Arsenolipids are a group of organic lipophilic arsenic compounds that are present in the marine food web, in fish in particular^1,2. Even so, studies on their metabolism, origin, abundance, and toxicity are still limited. Based on their chemical structure, arsenolipids (AsLps) range from arsenic-containing hydrocarbons (AsHC) and arsenic-containing fatty acids (AsFA), to the more structurally complex arsenic-containing triacyglycerides (AsTAGs). AsLps can occur at high levels in edible fish, often constituting as much as 20% of their total arsenic content or even more in fatty fish such as sashimi tuna¹. As the toxicity of arsenicals relates to their chemical form, knowledge of the speciation of AsLps in marine seafood is vital for health risk assessments³.

So far, our knowledge concerning the abundance and identity of these compounds is limited, especially compared to what we know about the water-soluble arsenic compounds present in marine organisms. This knowledge gap is partly due to the challenges involved in isolating trace amounts of AsLps from their lipid matrix in order to use them as standards, and the lack of routine analytical methods for the determination of AsLps in samples such as marine fish. To overcome these difficulties a few recent studies have reported on the synthetic preparation of AsLp standards and the preliminary characterization of the AsLps present in a few reference materials¹. However, AsLps are still not commercially available, and reference materials require more detailed characterization of their AsLp content.

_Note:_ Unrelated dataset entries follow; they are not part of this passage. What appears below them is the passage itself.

pub mod args;
pub mod config;
pub mod errors;
pub mod exec;
pub mod fetch;
pub mod hash;
pub mod ini;
pub mod lock;
pub mod package;
pub mod plumbing;
pub mod publish;
pub mod rebuild;
pub mod release;
pub mod repo;
pub mod republish;
pub mod resolve;
pub mod site;
pub mod verify;
pub mod version;
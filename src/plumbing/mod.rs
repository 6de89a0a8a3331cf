use crate::args::Plumbing;
use crate::config::Config;
use crate::errors::*;
use crate::package;
use crate::repo::RepositoryIndex;

pub async fn run(config: Result<Config>, args: Plumbing) -> Result<()> {
    match args {
        Plumbing::Config(_config) => {
            let config = config?;
            let config = serde_json::to_string_pretty(&config.data)?;
            println!("{config}");
        }
        Plumbing::ByHash(by_hash) => {
            let path = match by_hash.path {
                Some(path) => path,
                None => config?.data.repo,
            };
            let index = RepositoryIndex::load(&path).await?;
            let n = index.write_by_hash().await?;
            info!("Wrote {n} by-hash entries to {:?}", path.join("by-hash"));
        }
        Plumbing::Control(control) => {
            let config = config?;
            let deb = package::metadata(&config, &control.path).await?;
            print!("{}", deb.control(&config.data.maintainer));
        }
    }

    Ok(())
}
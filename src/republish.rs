use crate::args::{self, Credentials};
use crate::config::Config;
use crate::errors::*;
use crate::publish;
use crate::repo;
use crate::site;
use std::fs;
use std::path::Path;
use walkdir::WalkDir;

pub const BETA_PREFIX: &str = "zotero-beta";

/// Recursively copy a repository, symlinks are not carried over
pub fn copy_repo(src: &Path, dest: &Path) -> Result<usize> {
    let mut copied = 0;
    for entry in WalkDir::new(src) {
        let entry = entry.with_context(|| anyhow!("Failed to walk {src:?}"))?;
        let relative = entry.path().strip_prefix(src)?;
        let target = dest.join(relative);
        if entry.file_type().is_dir() {
            fs::create_dir_all(&target)
                .with_context(|| anyhow!("Failed to create directory {target:?}"))?;
        } else if entry.file_type().is_file() {
            fs::copy(entry.path(), &target)
                .with_context(|| anyhow!("Failed to copy {:?} to {target:?}", entry.path()))?;
            copied += 1;
        }
    }
    Ok(copied)
}

/// New filename for a beta package, if it needs renaming
pub fn delimited_name(name: &str, delim: &str) -> Option<String> {
    if name.starts_with(BETA_PREFIX) && name.ends_with(".deb") && name.contains('+') {
        Some(name.replace('+', delim))
    } else {
        None
    }
}

pub fn rename_beta_debs(dir: &Path, delim: &str) -> Result<usize> {
    let mut renamed = 0;
    for entry in fs::read_dir(dir).with_context(|| anyhow!("Failed to list {dir:?}"))? {
        let entry = entry?;
        let name = entry.file_name();
        let Some(new_name) = delimited_name(&name.to_string_lossy(), delim) else {
            continue;
        };
        let target = dir.join(&new_name);
        debug!("Renaming {:?} to {target:?}", entry.path());
        fs::rename(entry.path(), &target)?;
        renamed += 1;
    }
    Ok(renamed)
}

/// Codename as it appears in sources.list for a flat repository in a subdirectory
pub fn flat_codename(codename: &str) -> String {
    format!("{}/", codename.trim_matches('/'))
}

pub async fn republish(
    config: &Config,
    args: &args::Republish,
    credentials: &Credentials,
) -> Result<()> {
    let target = config.target(&args.target)?;
    let codename = args.codename.trim_matches('/');
    if codename.is_empty() || codename.contains('/') {
        bail!("Codename must be a single directory name: {:?}", args.codename);
    }

    let build = tempfile::Builder::new()
        .prefix("zotero-deb-republish-")
        .tempdir()
        .context("Failed to create build directory")?;
    let dir = build.path().join(codename);

    let (copied, renamed) = {
        let src = config.data.repo.clone();
        let dir = dir.clone();
        let beta_delim = args.beta_delim.clone();
        tokio::task::spawn_blocking(move || -> Result<(usize, usize)> {
            let copied = copy_repo(&src, &dir)?;
            let renamed = match &beta_delim {
                Some(delim) => rename_beta_debs(&dir, delim)?,
                None => 0,
            };
            Ok((copied, renamed))
        })
        .await
        .context("Failed to join copy task")??
    };
    info!("Copied {copied} files to {dir:?}");
    if renamed > 0 {
        debug!("Renamed {renamed} beta packages");
    }

    let release_codename = flat_codename(codename);
    repo::build_index(config, &dir, build.path(), codename, &release_codename).await?;

    let install_sh = dir.join("install.sh");
    let script = match tokio::fs::read_to_string(&install_sh).await {
        Ok(script) => site::patch_install_sh(&script, &args.baseurl, &release_codename),
        Err(err) if err.kind() == std::io::ErrorKind::NotFound => {
            site::install_sh(&args.baseurl, &release_codename)
        }
        Err(err) => return Err(err).with_context(|| anyhow!("Failed to read {install_sh:?}")),
    };
    tokio::fs::write(&install_sh, script).await?;

    let publisher = publish::publisher(target, credentials, config.http_client()?)?;
    let summary = publisher.publish(build.path()).await?;
    info!("Republished {codename:?} to {:?}: {summary}", target.name);
    Ok(())
}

In this presentation we will be discussing the development and application of a range of advanced analytical techniques for the determination (partial structural characterization and quantitation) of AsLp species in a tuna fish certified reference material (CRM) BCR 627. More specifically, we will be demonstrating the use of gradient elution HPLC – inductively coupled plasma mass spectrometry (ICP-MS), in combination with HPLC - electrospray ionization high resolution MS with a single AsLp standard in order to determine AsLps in the widely utilized BCR 627. We will be presenting data to confirm the presence of several already reported AsLp species in BCR 627, and propose the identity of some unknown AsLp species. Data processing workflows using freeware software packages will be presented for both targeted and non-targeted AsLp determination. This combination of techniques, materials and workflows may prove vital in enabling more widespread capabilities for AsLp determination in seafood, and thus facilitate the start of a new era in the study of such compounds.

References
[1] M. Stiboller, F.P. Freitas, K.A. Francesconi, T. Schwerdtle, A.J.A. Nogueira, G. Raber, J. Anal. At. Spectrom., 2019, 34, 2440.
[2] K.O. Amayo, A. Petursdottir, C. Newcombe, H. Gunnlaugsdottir, A. Raab, E.M. Krupp, et al. Analytical Chemistry, 2011, 83, 3589.
[3] J. Bornhorst, et al. Metallomics, 2020, 12, 794.